PARA LÁ DO MARÃO
Ao passarmos o Marão tivemos a sensação nítida de que atravessávamos a fronteira natural. Talvez por ser abril, e sem que pudéssemos suspeitar depois de uma viagem calma desde Lisboa, fomos atingidos por uma copiosa e intensa chuva, que se tornaria menos dura à medida que nos aproximámos de Bragança. É certo que já fiz antes o Marão com várias meteorologias e a diversas horas do dia e da noite, mas naquele início de tarde senti especialmente a separação entre o litoral e o interior, que Orlando Ribeiro considerou estrutural para se compreender o território português. Em Marânus lembramo-nos naturalmente de Teixeira de Pascoaes, mas em entrando no Reino Maravilhoso é Miguel Torga que nos guia, com as suas palavras propositadamente angulosas e incertas. «Embora muitas pessoas digam que não, sempre houve e haverá reinos maravilhosos neste mundo. O que é preciso, para os ver, é que os olhos não percam a virgindade original diante da realidade e o coração, depois, não hesite». E se ia a convite de Graça Morais, ao encontro dos segredos da sua arte, voltei a compreender como as mulheres que pinta se misturam com a terra inóspita, revelando a dolorosa beleza da terra e a luta por ela e com ela. «Para cá do Marão, mandam os que cá estão!… Sente-se um calafrio. A vista alarga-se de ânsia e de assombro. Que penedo falou? Que terror respeitoso se apodera de nós?». É o Reino Maravilhoso que se nos apresenta. «Terra Quente e Terra Fria. Léguas e léguas de chão raivoso, contorcido, queimado por um sol de fogo ou por um frio de neve. Serras sobrepostas a serras. Montanhas paralelas a montanhas»…
VER E SENTIR A OBRA
Quando vemos e sentimos a obra de Graça Morais, compreendemos que tem tudo a ver com este Reino e as suas gentes, os seus dramas e também as suas esperanças. António Mega Ferreira, com rara premonição e arguto saber, falou-nos da obra artística de Graça referindo-a como «linhas de terra». A linha é um caminho, um sulco, o resultado da lavra, um sentido de orientação – elementos que singularizam a obra da artista. E a terra representa a ligação maternal às raízes, às origens, à Terra-Mãe. De facto, a originalidade da obra tem a ver com estes dois elementos, que constituem pontos de partida, referências, abertura de horizontes. A terra não é sinal de fechamento, mas de ampla compreensão cósmica. Para além da visibilidade imediata da obra de Graça Morais, o certo é que o tempo se encarregará de salientar e projetar a sua força original – compreendendo o seu humanismo universalista. A produção marca a cultura portuguesa contemporânea – a um tempo lírica e trágica, para usar a expressão de Unamuno, prolongada por Pascoaes e Torga.

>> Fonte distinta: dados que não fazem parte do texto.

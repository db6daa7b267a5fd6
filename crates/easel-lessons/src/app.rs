use anyhow::Context;
use rand::rngs::StdRng;
use winit::event::{ElementState, MouseButton, WindowEvent};
use winit::keyboard::{KeyCode, PhysicalKey};

use easel_engine::core::{App, AppControl, FrameCtx};
use easel_engine::gpu::GpuApi;
use easel_engine::interaction::{Axis, InteractionBridge, axis_range};
use easel_engine::lesson::{Lesson, LessonOptions};
use easel_engine::scene::{RenderState, Scene};
use easel_engine::window::CursorIcon;

/// Arrow-key step in backing pixels; held shift multiplies it by ten.
const KEY_STEP: f32 = 1.0;

/// One lesson hosted in a window.
///
/// Dragging with the left button or pressing the arrow keys moves the
/// translation lesson's shape; the other lessons only redraw on exposure.
pub struct LessonApp {
    lesson: Lesson,
    options: LessonOptions,
    rng: StdRng,

    scene: Option<(Scene, RenderState)>,
    dragging: bool,
    shift: bool,
}

impl LessonApp {
    pub fn new(lesson: Lesson, options: LessonOptions, rng: StdRng) -> Self {
        Self {
            lesson,
            options,
            rng,
            scene: None,
            dragging: false,
            shift: false,
        }
    }

    /// Moves the shape along `axis`, clamped to the canvas, and redraws.
    fn set_axis(ctx: &mut FrameCtx<'_, '_>, scene: &mut Scene, state: &mut RenderState, axis: Axis, value: f32) {
        let (min, max) = axis_range(ctx.gpu.canvas(), axis);
        let value = value.clamp(min, max);
        let current = match axis {
            Axis::X => state.translation.x,
            Axis::Y => state.translation.y,
        };
        if value != current {
            InteractionBridge::new(&mut *ctx.gpu, scene, state).on_axis_change(axis, value);
        }
    }

    fn key_step(&self, code: KeyCode) -> Option<(Axis, f32)> {
        let step = if self.shift { KEY_STEP * 10.0 } else { KEY_STEP };
        match code {
            KeyCode::ArrowLeft => Some((Axis::X, -step)),
            KeyCode::ArrowRight => Some((Axis::X, step)),
            KeyCode::ArrowUp => Some((Axis::Y, -step)),
            KeyCode::ArrowDown => Some((Axis::Y, step)),
            _ => None,
        }
    }
}

impl App for LessonApp {
    fn init(&mut self, ctx: &mut FrameCtx<'_, '_>) -> anyhow::Result<()> {
        let built = self
            .lesson
            .build(&mut *ctx.gpu, &self.options, &mut self.rng)
            .with_context(|| format!("failed to build lesson {}", self.lesson))?;

        log::info!(
            "lesson {} ready; backend {:?}, surface {:?}",
            self.lesson,
            ctx.gpu.adapter_info().backend,
            ctx.gpu.surface_format()
        );
        self.scene = Some(built);
        Ok(())
    }

    fn on_window_event(&mut self, ctx: &mut FrameCtx<'_, '_>, event: &WindowEvent) -> AppControl {
        match event {
            WindowEvent::ModifiersChanged(m) => self.shift = m.state().shift_key(),

            WindowEvent::KeyboardInput { event, .. } if event.state == ElementState::Pressed => {
                let PhysicalKey::Code(code) = event.physical_key else {
                    return AppControl::Continue;
                };
                if code == KeyCode::Escape {
                    return AppControl::Exit;
                }

                let step = self.key_step(code);
                if let (Some((axis, delta)), Some((scene, state))) = (step, self.scene.as_mut()) {
                    if scene.config().drives_translation {
                        let current = match axis {
                            Axis::X => state.translation.x,
                            Axis::Y => state.translation.y,
                        };
                        Self::set_axis(ctx, scene, state, axis, current + delta);
                    }
                }
            }

            WindowEvent::MouseInput {
                state: button_state,
                button: MouseButton::Left,
                ..
            } => {
                self.dragging = *button_state == ElementState::Pressed;
                let cursor = if self.dragging { CursorIcon::Grabbing } else { CursorIcon::Default };
                ctx.window.set_cursor(cursor);
            }

            WindowEvent::CursorMoved { position, .. } if self.dragging => {
                let p = ctx.window.cursor_to_backing(*position);
                if let Some((scene, state)) = self.scene.as_mut() {
                    if scene.config().drives_translation {
                        Self::set_axis(ctx, scene, state, Axis::X, p.x);
                        Self::set_axis(ctx, scene, state, Axis::Y, p.y);
                    }
                }
            }

            _ => {}
        }

        AppControl::Continue
    }

    fn on_redraw(&mut self, ctx: &mut FrameCtx<'_, '_>) -> AppControl {
        if let Some((scene, state)) = self.scene.as_mut() {
            scene.render(&mut *ctx.gpu, state);
        }
        AppControl::Continue
    }
}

João Pinharanda tem razão: «uma verdadeira obra de pesquisa. Não no puro sentido da pesquisa plástica, mas no sentido da procura de uma identificação cultural, pessoal e nacional». A mulher e a terra ganham especial sentido. É a afirmação do feminino na arte portuguesa – quer na eficácia do seu imaginário, quer na estratégia visual. Bernardo Pinto de Almeida entendeu-o melhor que ninguém. E ouvimos necessariamente Agustina, tão presente em diálogo com a obra de Graça. «Contudo era nas mulheres que as metamorfoses se manifestavam mais». Veja-se o belíssimo documentário de Joana Morais que tem por fantástico título «Na cabeça de uma mulher está a história de uma aldeia». É o cerne da educação que aqui está, numa transmissão incomparável da aprendizagem. Daí, aliás, a originalíssima relação com a Literatura. Estamos por certo diante da pintora que melhor revela a vitalidade e a força do diálogo com a literatura portuguesa nos dias de hoje. Ana Marques Gastão e Raquel Henriques da Silva preparam neste domínio uma mostra que a muitos surpreenderá pela força e originalidade. Lembre-se a lista: «Ano de 1993» de José Saramago; «Nenhum Sítio» de Manuel António Pina; «Musa», «Orpheu e Eurydice» e «O Anjo de Timor» de Sophia de Mello Breyner Andresen; «Os Nós e os Laços» de António Alçada Batista; «Um Reino Maravilhoso» de Miguel Torga; «As Metamorfoses» de Agustina Bessa-Luís, com a natural presença de Ovídio; «O Príncipe Imperfeito» de Clara Pinto Correia; «Bestiário» de António Osório; e «Depois de Ver» de Pedro Tamen… O desenho, a pintura e as palavras ligam-se espontaneamente com uma especial determinação.
COMPREENSÃO DE PORTUGAL
A chave está em que Graça Morais compreende bem Portugal, ao ligar terra e mar, as mulheres e os homens. As mulheres na pintura da autora são a razão e a origem do mundo – no fundo, é a terra por contraponto ao mar (e os seus «olhos azuis»), entendido este como o horizonte dos homens, a sua ânsia e a sua perdição (como salienta Jorge da Costa). E assim chegamos às «Escolhidas», que Manuel Hermínio Monteiro define e Margarida Gil soube interpretar superiormente, em nome de tarefas cíclicas e ancestrais. «As Escolhidas são mulheres a quem a dureza do meio, a procriação, a manutenção do lume, a guarda da memória e as claraboias dos quartos obscuros outorgaram uma vida legível nos traços dos seus rostos (diz M.H.M.). Habitualmente falam pouco. Observam com perspicácia cada interlocutor. Raramente se queixam. Conhecem de cor os feitios de uma terra desde a geada dos lameiros à secura das searas»… E se falei do universalismo que perpassa na obra de Graça Morais, a verdade é que devemos ainda lembrar Cabo Verde, os crioulos e a gente que os fala. Lembrem-se as palavras: «Nhâ terra longe» ou «Sôdade» – além da presença de «Chuva braba» de Manuel Lopes. «Serei capaz de ter uma visão sincera desta natureza? Sente-se o espírito do lugar e a renovada capacidade de explorar a cabeça e o rosto humano. Cabo Verde foi oportunidade para, saindo das raízes, poder compreender melhor a essência das raízes de uma humanidade diversa e comum».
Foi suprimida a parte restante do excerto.